There are two elements that are liquid at the temperature technically designated 'room temperature' or 298 K (25° C) and a total of six elements that can be liquids at actual room temperatures and pressures.
Liquid at 25°C
Bromine (symbol Br and atomic number 35) and mercury (symbol Hg and atomic number 80) are both liquids at room temperature. Bromine is a reddish-brown liquid, with a melting point of 265.9 K. Mercury is a toxic shiny silvery metal, with a melting point of 234.32 K.

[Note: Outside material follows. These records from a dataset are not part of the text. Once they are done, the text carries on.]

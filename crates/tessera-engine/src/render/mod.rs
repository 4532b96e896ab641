//! Resource building: vertex layouts, pipelines, write-once buffers, meshes.
//!
//! Every descriptor is validated here before anything reaches the driver;
//! mismatches come back as [`BuildError`].

mod buffer;
mod error;
mod layout;
mod mesh;
mod pipeline;
mod scene;

pub use buffer::{aligned_size, create_buffer, read_back, BufferKind, GpuBuffer, READBACK_TIMEOUT};
pub use error::BuildError;
pub use layout::{VertexAttr, VertexLayout, VERTEX_ALIGNMENT};
pub use mesh::{DrawCall, Geometry, Indices, Mesh};
pub use pipeline::{alpha_blend, create_pipeline, Pipeline, PipelineConfig, Topology};
pub use scene::{GpuScene, SceneDesc};
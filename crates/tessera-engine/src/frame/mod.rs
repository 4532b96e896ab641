//! Per-tick frame execution.
//!
//! [`FrameExecutor`] owns the ordering rules (acquire → record → submit →
//! present → tick, or skip); [`FrameBackend`] is the seam to the driver, with
//! [`SurfaceFrameBackend`] as the wgpu implementation.

mod backend;
mod executor;

pub use backend::SurfaceFrameBackend;
pub use executor::{FrameBackend, FrameExecutor, FrameOutcome, FramePhase, FrameStats, PassPlan};
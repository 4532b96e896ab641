use std::sync::atomic::{AtomicBool, Ordering};
use std::sync::Arc;

use anyhow::{Context, Result};
use winit::dpi::PhysicalSize;

use super::{FrameError, GpuInit, SurfaceErrorAction};

pub(crate) fn choose_surface_format(
    caps: &wgpu::SurfaceCapabilities,
    prefer_srgb: bool,
) -> Option<wgpu::TextureFormat> {
    if caps.formats.is_empty() {
        return None;
    }

    if prefer_srgb {
        let preferred = [
            wgpu::TextureFormat::Bgra8UnormSrgb,
            wgpu::TextureFormat::Rgba8UnormSrgb,
        ];
        for f in preferred {
            if caps.formats.contains(&f) {
                return Some(f);
            }
        }
    }

    Some(caps.formats[0])
}

pub(crate) fn choose_alpha_mode(
    caps: &wgpu::SurfaceCapabilities,
    requested: Option<wgpu::CompositeAlphaMode>,
) -> wgpu::CompositeAlphaMode {
    requested
        .filter(|m| caps.alpha_modes.contains(m))
        .or_else(|| caps.alpha_modes.first().copied())
        .unwrap_or(wgpu::CompositeAlphaMode::Auto)
}

pub(crate) fn choose_present_mode(
    caps: &wgpu::SurfaceCapabilities,
    requested: wgpu::PresentMode,
) -> wgpu::PresentMode {
    if caps.present_modes.contains(&requested) {
        requested
    } else {
        log::warn!("present mode {requested:?} unsupported; falling back to Fifo");
        wgpu::PresentMode::Fifo
    }
}

/// Lifecycle of a surface's configuration.
#[derive(Debug, Copy, Clone, Eq, PartialEq)]
pub enum SurfaceState {
    Unconfigured,
    Configured,
    /// Released on shutdown; never configured again.
    Terminated,
}

/// What a configure request turned into.
#[derive(Debug, Copy, Clone, Eq, PartialEq)]
pub enum ConfigureOutcome {
    /// The driver was (re)configured.
    Applied,
    /// Same format/size/present mode as the active configuration; nothing issued.
    Unchanged,
    /// Zero-sized extent (e.g. minimized window); frames are skipped until a
    /// non-zero size arrives.
    Deferred,
}

/// Identity of a surface configuration. Configuring twice with the same key is a no-op.
#[derive(Debug, Copy, Clone, Eq, PartialEq)]
pub struct SurfaceKey {
    pub format: wgpu::TextureFormat,
    pub width: u32,
    pub height: u32,
    pub present_mode: wgpu::PresentMode,
}

/// Claim on the single view a surface hands out. Dropping it frees the slot,
/// whether or not the view was presented.
#[derive(Debug)]
pub struct ViewSlot(Arc<AtomicBool>);

impl Drop for ViewSlot {
    fn drop(&mut self) {
        self.0.store(false, Ordering::Release);
    }
}

/// Driver-free bookkeeping for [`SurfaceManager`].
///
/// Owns the state machine, configure idempotency and the one-live-view rule so
/// they can be checked without a GPU.
#[derive(Debug)]
pub struct SurfaceTracker {
    state: SurfaceState,
    active: Option<SurfaceKey>,
    deferred: bool,
    view_live: Arc<AtomicBool>,
}

impl Default for SurfaceTracker {
    fn default() -> Self {
        Self {
            state: SurfaceState::Unconfigured,
            active: None,
            deferred: false,
            view_live: Arc::new(AtomicBool::new(false)),
        }
    }
}

impl SurfaceTracker {
    pub fn state(&self) -> SurfaceState {
        self.state
    }

    /// Decides whether `key` must be sent to the driver and records the result.
    pub fn configure(&mut self, key: SurfaceKey) -> ConfigureOutcome {
        if self.state == SurfaceState::Terminated {
            return ConfigureOutcome::Unchanged;
        }
        if key.width == 0 || key.height == 0 {
            self.deferred = true;
            return ConfigureOutcome::Deferred;
        }

        self.deferred = false;
        if self.state == SurfaceState::Configured && self.active == Some(key) {
            return ConfigureOutcome::Unchanged;
        }

        self.active = Some(key);
        self.state = SurfaceState::Configured;
        ConfigureOutcome::Applied
    }

    /// Forgets the active key so the next configure reaches the driver again.
    pub fn invalidate(&mut self) {
        if self.state == SurfaceState::Configured {
            self.active = None;
            self.state = SurfaceState::Unconfigured;
        }
    }

    /// Claims the single view slot, or `None` when acquisition must not happen.
    pub fn begin_acquire(&mut self) -> Option<ViewSlot> {
        if self.state != SurfaceState::Configured || self.deferred {
            return None;
        }
        if self.view_live.swap(true, Ordering::AcqRel) {
            log::error!("surface view requested while the previous one is still live");
            return None;
        }
        Some(ViewSlot(self.view_live.clone()))
    }

    pub fn view_live(&self) -> bool {
        self.view_live.load(Ordering::Acquire)
    }

    pub fn terminate(&mut self) {
        self.state = SurfaceState::Terminated;
        self.active = None;
    }
}

/// Drawable for exactly one frame: the surface texture plus a render view of it.
///
/// Consumed by [`SurfaceManager::present`]. Dropping it unpresented discards
/// the frame and frees the slot for the next acquisition.
pub struct SurfaceView {
    pub(crate) texture: wgpu::SurfaceTexture,
    pub view: wgpu::TextureView,
    _slot: ViewSlot,
}

/// Owns the presentable surface and its configuration.
pub struct SurfaceManager<'w> {
    /// Surface lifetime is tied to the window via `'w`.
    surface: wgpu::Surface<'w>,
    config: wgpu::SurfaceConfiguration,
    tracker: SurfaceTracker,
}

impl<'w> SurfaceManager<'w> {
    /// Picks format, alpha and present modes supported by `adapter` and performs
    /// the initial configuration.
    pub fn new(
        surface: wgpu::Surface<'w>,
        adapter: &wgpu::Adapter,
        device: &wgpu::Device,
        init: &GpuInit,
        size: PhysicalSize<u32>,
    ) -> Result<Self> {
        let caps = surface.get_capabilities(adapter);
        let format = choose_surface_format(&caps, init.prefer_srgb)
            .context("no supported surface formats")?;

        let config = wgpu::SurfaceConfiguration {
            usage: wgpu::TextureUsages::RENDER_ATTACHMENT,
            format,
            width: size.width,
            height: size.height,
            present_mode: choose_present_mode(&caps, init.present_mode),
            alpha_mode: choose_alpha_mode(&caps, init.alpha_mode),
            view_formats: vec![],
            desired_maximum_frame_latency: init.desired_maximum_frame_latency,
        };

        let mut manager = Self {
            surface,
            config,
            tracker: SurfaceTracker::default(),
        };

        match manager.configure(device, size) {
            ConfigureOutcome::Applied => Ok(manager),
            other => anyhow::bail!("initial surface configuration was {other:?} for size {size:?}"),
        }
    }

    pub fn format(&self) -> wgpu::TextureFormat {
        self.config.format
    }

    pub fn state(&self) -> SurfaceState {
        self.tracker.state()
    }

    fn key(&self) -> SurfaceKey {
        SurfaceKey {
            format: self.config.format,
            width: self.config.width,
            height: self.config.height,
            present_mode: self.config.present_mode,
        }
    }

    /// Configures the surface for `size`. Must precede the first frame and
    /// follow every size change; repeated calls with the same size are no-ops.
    pub fn configure(&mut self, device: &wgpu::Device, size: PhysicalSize<u32>) -> ConfigureOutcome {
        let max = device.limits().max_texture_dimension_2d;
        let size = PhysicalSize::new(size.width.min(max), size.height.min(max));

        let key = SurfaceKey {
            width: size.width,
            height: size.height,
            ..self.key()
        };

        let outcome = self.tracker.configure(key);
        if outcome == ConfigureOutcome::Applied {
            self.config.width = size.width;
            self.config.height = size.height;
            self.surface.configure(device, &self.config);
            log::debug!(
                "surface configured: {}x{} {:?} {:?}",
                self.config.width,
                self.config.height,
                self.config.format,
                self.config.present_mode
            );
        }
        outcome
    }

    /// Acquires the drawable for this frame.
    ///
    /// `Ok(None)` means "skip this frame": the surface is unconfigured, deferred,
    /// or temporarily unavailable (lost/outdated surfaces are reconfigured for the
    /// next attempt). Only unrecoverable errors are returned as `Err`.
    pub fn acquire_next_view(
        &mut self,
        device: &wgpu::Device,
    ) -> std::result::Result<Option<SurfaceView>, FrameError> {
        let Some(slot) = self.tracker.begin_acquire() else {
            return Ok(None);
        };

        let texture = match self.surface.get_current_texture() {
            Ok(texture) => texture,
            Err(err) => {
                drop(slot);
                return self.handle_surface_error(device, err).map(|_| None);
            }
        };

        let view = texture.texture.create_view(&wgpu::TextureViewDescriptor {
            label: Some("tessera surface view"),
            ..Default::default()
        });

        Ok(Some(SurfaceView {
            texture,
            view,
            _slot: slot,
        }))
    }

    /// Presents a view obtained from [`acquire_next_view`](Self::acquire_next_view).
    pub fn present(&mut self, view: SurfaceView) {
        let SurfaceView {
            texture,
            view,
            _slot: slot,
        } = view;
        drop(view);
        texture.present();
        drop(slot);
    }

    /// Moves the surface to its terminal state. Later acquisitions yield `None`.
    pub fn terminate(&mut self) {
        self.tracker.terminate();
    }

    fn handle_surface_error(
        &mut self,
        device: &wgpu::Device,
        err: wgpu::SurfaceError,
    ) -> std::result::Result<SurfaceErrorAction, FrameError> {
        let action = SurfaceErrorAction::classify(&err);
        match action {
            SurfaceErrorAction::Reconfigured => {
                log::debug!("surface {err}; reconfiguring");
                self.tracker.invalidate();
                let size = PhysicalSize::new(self.config.width, self.config.height);
                self.configure(device, size);
                Ok(action)
            }
            SurfaceErrorAction::SkipFrame => {
                log::debug!("surface texture unavailable ({err}); skipping frame");
                Ok(action)
            }
            SurfaceErrorAction::Fatal => {
                log::error!("surface texture acquisition failed: {err}");
                Err(FrameError::SurfaceFatal(err.to_string()))
            }
        }
    }
}

#[cfg(test)]
mod tests {
    use super::*;

    fn key(width: u32, height: u32) -> SurfaceKey {
        SurfaceKey {
            format: wgpu::TextureFormat::Bgra8UnormSrgb,
            width,
            height,
            present_mode: wgpu::PresentMode::Fifo,
        }
    }

    fn caps(formats: Vec<wgpu::TextureFormat>) -> wgpu::SurfaceCapabilities {
        wgpu::SurfaceCapabilities {
            formats,
            present_modes: vec![wgpu::PresentMode::Fifo],
            alpha_modes: vec![wgpu::CompositeAlphaMode::Opaque],
            ..Default::default()
        }
    }

    // ── tracker ───────────────────────────────────────────────────────────

    #[test]
    fn configure_is_idempotent_per_key() {
        let mut t = SurfaceTracker::default();
        assert_eq!(t.state(), SurfaceState::Unconfigured);
        assert_eq!(t.configure(key(640, 480)), ConfigureOutcome::Applied);
        assert_eq!(t.configure(key(640, 480)), ConfigureOutcome::Unchanged);
        assert_eq!(t.configure(key(800, 600)), ConfigureOutcome::Applied);
        assert_eq!(t.state(), SurfaceState::Configured);
    }

    #[test]
    fn zero_extent_defers_and_blocks_acquisition() {
        let mut t = SurfaceTracker::default();
        t.configure(key(640, 480));
        assert_eq!(t.configure(key(0, 480)), ConfigureOutcome::Deferred);
        assert!(t.begin_acquire().is_none());

        // Restoring the previous size resumes without a driver call.
        assert_eq!(t.configure(key(640, 480)), ConfigureOutcome::Unchanged);
        assert!(t.begin_acquire().is_some());
    }

    #[test]
    fn unconfigured_surface_never_acquires() {
        let mut t = SurfaceTracker::default();
        assert!(t.begin_acquire().is_none());
    }

    #[test]
    fn at_most_one_live_view() {
        let mut t = SurfaceTracker::default();
        t.configure(key(640, 480));
        let slot = t.begin_acquire().expect("first view");
        assert!(t.view_live());
        assert!(t.begin_acquire().is_none());
        drop(slot);
        assert!(t.begin_acquire().is_some());
    }

    #[test]
    fn unpresented_view_does_not_stall_later_frames() {
        let mut t = SurfaceTracker::default();
        t.configure(key(640, 480));
        for _ in 0..3 {
            // Each slot is discarded without a present.
            let slot = t.begin_acquire();
            assert!(slot.is_some());
        }
        assert!(!t.view_live());
    }

    #[test]
    fn invalidate_forces_reconfigure() {
        let mut t = SurfaceTracker::default();
        t.configure(key(640, 480));
        t.invalidate();
        assert_eq!(t.state(), SurfaceState::Unconfigured);
        assert_eq!(t.configure(key(640, 480)), ConfigureOutcome::Applied);
    }

    #[test]
    fn terminated_is_final() {
        let mut t = SurfaceTracker::default();
        t.configure(key(640, 480));
        t.terminate();
        assert_eq!(t.state(), SurfaceState::Terminated);
        assert_eq!(t.configure(key(800, 600)), ConfigureOutcome::Unchanged);
        assert!(t.begin_acquire().is_none());
    }

    // ── capability selection ──────────────────────────────────────────────

    #[test]
    fn srgb_format_preferred_when_available() {
        let c = caps(vec![
            wgpu::TextureFormat::Bgra8Unorm,
            wgpu::TextureFormat::Rgba8UnormSrgb,
        ]);
        assert_eq!(
            choose_surface_format(&c, true),
            Some(wgpu::TextureFormat::Rgba8UnormSrgb)
        );
        assert_eq!(
            choose_surface_format(&c, false),
            Some(wgpu::TextureFormat::Bgra8Unorm)
        );
    }

    #[test]
    fn no_formats_means_no_surface() {
        assert_eq!(choose_surface_format(&caps(vec![]), true), None);
    }

    #[test]
    fn unsupported_modes_fall_back() {
        let c = caps(vec![wgpu::TextureFormat::Bgra8Unorm]);
        assert_eq!(
            choose_alpha_mode(&c, Some(wgpu::CompositeAlphaMode::PreMultiplied)),
            wgpu::CompositeAlphaMode::Opaque
        );
        assert_eq!(
            choose_present_mode(&c, wgpu::PresentMode::Mailbox),
            wgpu::PresentMode::Fifo
        );
    }

    #[test]
    fn surface_errors_classified() {
        use wgpu::SurfaceError;
        assert_eq!(
            SurfaceErrorAction::classify(&SurfaceError::Outdated),
            SurfaceErrorAction::Reconfigured
        );
        assert_eq!(
            SurfaceErrorAction::classify(&SurfaceError::Timeout),
            SurfaceErrorAction::SkipFrame
        );
        assert_eq!(
            SurfaceErrorAction::classify(&SurfaceError::OutOfMemory),
            SurfaceErrorAction::Fatal
        );
    }
}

Francium, cesium, gallium, and rubidium are four elements that melt at temperatures slightly higher than room temperature. Francium (symbol Fr and atomic number 87), a radioactive and reactive metal, melts around 300 K. Francium is the most electropositive of all the elements. Cesium (symbol Cs and atomic number 55), a soft metal that violently reacts with water, melts at 301.59 K. The low melting point and softness of francium and cesium are a consequence of the size of their atoms. In fact, cesium atoms are larger than those of any other element. Gallium (symbol Ga and atomic number 31), a grayish metal, melts at 303.3 K. Gallium can be melted by body temperature, as in a gloved hand. Rubidium (symbol Rb and atomic number 37) is soft, silvery-white reactive metal, with a melting point of 312.46 K. Rubidium spontaneously ignites to form rubidium oxide. Like cesium, rubidium reacts violently with water.